Présentation de l’éditeur
« Peut-être pouvez-vous vous permettre d’attendre. Peut-être que pour vous, il y a un demain, ou trois mille, ou dix, tellement de temps que vous pouvez vous en enrouler, le laisser couler comme des pièces à travers vos doigts. Tellement de temps que vous pouvez vous permettre de le perdre.
Mais pour certains d’entre nous, il y a seulement aujourd’hui. Et la vérité, c’est qu’on ne le sait jamais vraiment. »
Commentaire
Si vous suivez un peu la blogosphère anglophone, il était difficile à manquer, celui-là. Il était partout et la plupart du temps avec tout plein d’étoiles et de coeurs à côté du titre. J’avais donc d’énormes attentes. Ce qui est toujours risqué. Alors mes impressions générales? J’ai beaucoup aimé, vraiment. Mais j’ai des petits bémols, tout de même.
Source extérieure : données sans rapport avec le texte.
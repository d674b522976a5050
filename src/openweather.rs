//! OpenWeatherMap current-weather client. One fetch per call: no retry, no
//! cache; the caller decides what to show when this fails.

use std::time::Duration;

use reqwest::{Client, StatusCode};
use serde::Deserialize;
use thiserror::Error;

use crate::weather::WeatherSnapshot;

const API_URL: &str = "https://api.openweathermap.org/data/2.5/weather";
const REQUEST_TIMEOUT_SECS: u64 = 10;

#[derive(Debug, Error)]
pub enum WeatherError {
    #[error(transparent)]
    Network(#[from] reqwest::Error),

    #[error("weather service returned status {0}")]
    Status(StatusCode),

    #[error("weather payload has no condition block")]
    MissingCondition,
}

#[derive(Debug, Deserialize)]
struct CurrentWeatherResponse {
    name: String,
    weather: Vec<ConditionDto>,
    main: ReadingsDto,
}

#[derive(Debug, Deserialize)]
struct ConditionDto {
    main: String,
    description: String,
}

#[derive(Debug, Deserialize)]
struct ReadingsDto {
    temp: f64,
}

pub struct OpenWeatherClient {
    client: Client,
    api_key: String,
}

impl OpenWeatherClient {
    pub fn new(api_key: String) -> Result<Self, WeatherError> {
        let client = Client::builder()
            .timeout(Duration::from_secs(REQUEST_TIMEOUT_SECS))
            .build()?;

        Ok(Self { client, api_key })
    }

    pub async fn fetch_current(&self, lat: f64, lon: f64) -> Result<WeatherSnapshot, WeatherError> {
        let url = format!(
            "{API_URL}?lat={lat}&lon={lon}&appid={}&units=metric",
            self.api_key
        );

        let response = self.client.get(&url).send().await?;
        if !response.status().is_success() {
            return Err(WeatherError::Status(response.status()));
        }

        let body: CurrentWeatherResponse = response.json().await?;
        snapshot_from_response(body)
    }
}

fn snapshot_from_response(body: CurrentWeatherResponse) -> Result<WeatherSnapshot, WeatherError> {
    let condition = body
        .weather
        .into_iter()
        .next()
        .ok_or(WeatherError::MissingCondition)?;

    Ok(WeatherSnapshot {
        location_name: body.name,
        condition_main: condition.main,
        description: condition.description,
        temperature_c: body.main.temp,
    })
}

#[cfg(test)]
mod tests {
    use super::*;

    #[test]
    fn parses_current_weather_payload() {
        let payload = serde_json::json!({
            "name": "Lagos",
            "weather": [{"main": "Rain", "description": "light rain"}],
            "main": {"temp": 27.3, "feels_like": 29.1, "humidity": 84},
            "wind": {"speed": 3.4, "deg": 220},
            "visibility": 10000
        });

        let response: CurrentWeatherResponse = serde_json::from_value(payload).unwrap();
        let snapshot = snapshot_from_response(response).unwrap();

        assert_eq!(snapshot.location_name, "Lagos");
        assert_eq!(snapshot.condition_main, "Rain");
        assert_eq!(snapshot.description, "light rain");
        assert_eq!(snapshot.temperature_c, 27.3);
    }

    #[test]
    fn empty_condition_block_is_an_error() {
        let payload = serde_json::json!({
            "name": "Lagos",
            "weather": [],
            "main": {"temp": 27.3}
        });

        let response: CurrentWeatherResponse = serde_json::from_value(payload).unwrap();
        let error = snapshot_from_response(response).unwrap_err();
        assert!(matches!(error, WeatherError::MissingCondition));
    }
}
Ce roman, c’est l’histoire de Sam, étudiante de terminale (Senior, aux É-U). Et, pour la présenter brièvement, Sam is a bitch. Vous savez le genre de fille insouciante qui est très jolie, qui est copine avec la plus belle fille – et la plus bitch – de l’école, qui a la meilleure table, qui sort avec LE gars, qui peut tout se permettre, qui peut ruiner une réputation en claquant des doigts? Celle qui, aussi, ne se gêne pas pour rire des autres, quitte à leur faire du mal. Celle qui ne s’abaisserait pas à parler à ses anciens amis de peur de descendre dans l’échelle sociale de son High School. Bref, Samantha n’est pas une gentille et douce fille.
Ce jour-là, le 12 février, c’est une journée à peu près normale. Sam s’en va à l’école avec ses amis et se prépare à LE faire avec son copain Rob. Sauf qu’après une fête chez Kent, un ami d’enfance auquel elle n’a plus adressé la parole depuis 7 ans – j’adore le personnage, soit dit en passant-, elle et ses copines sont impliquées dans un accident et Sam meurt. Sauf qu’elle se réveille le lendemain matin. Le 12 février. Encore. Et encore.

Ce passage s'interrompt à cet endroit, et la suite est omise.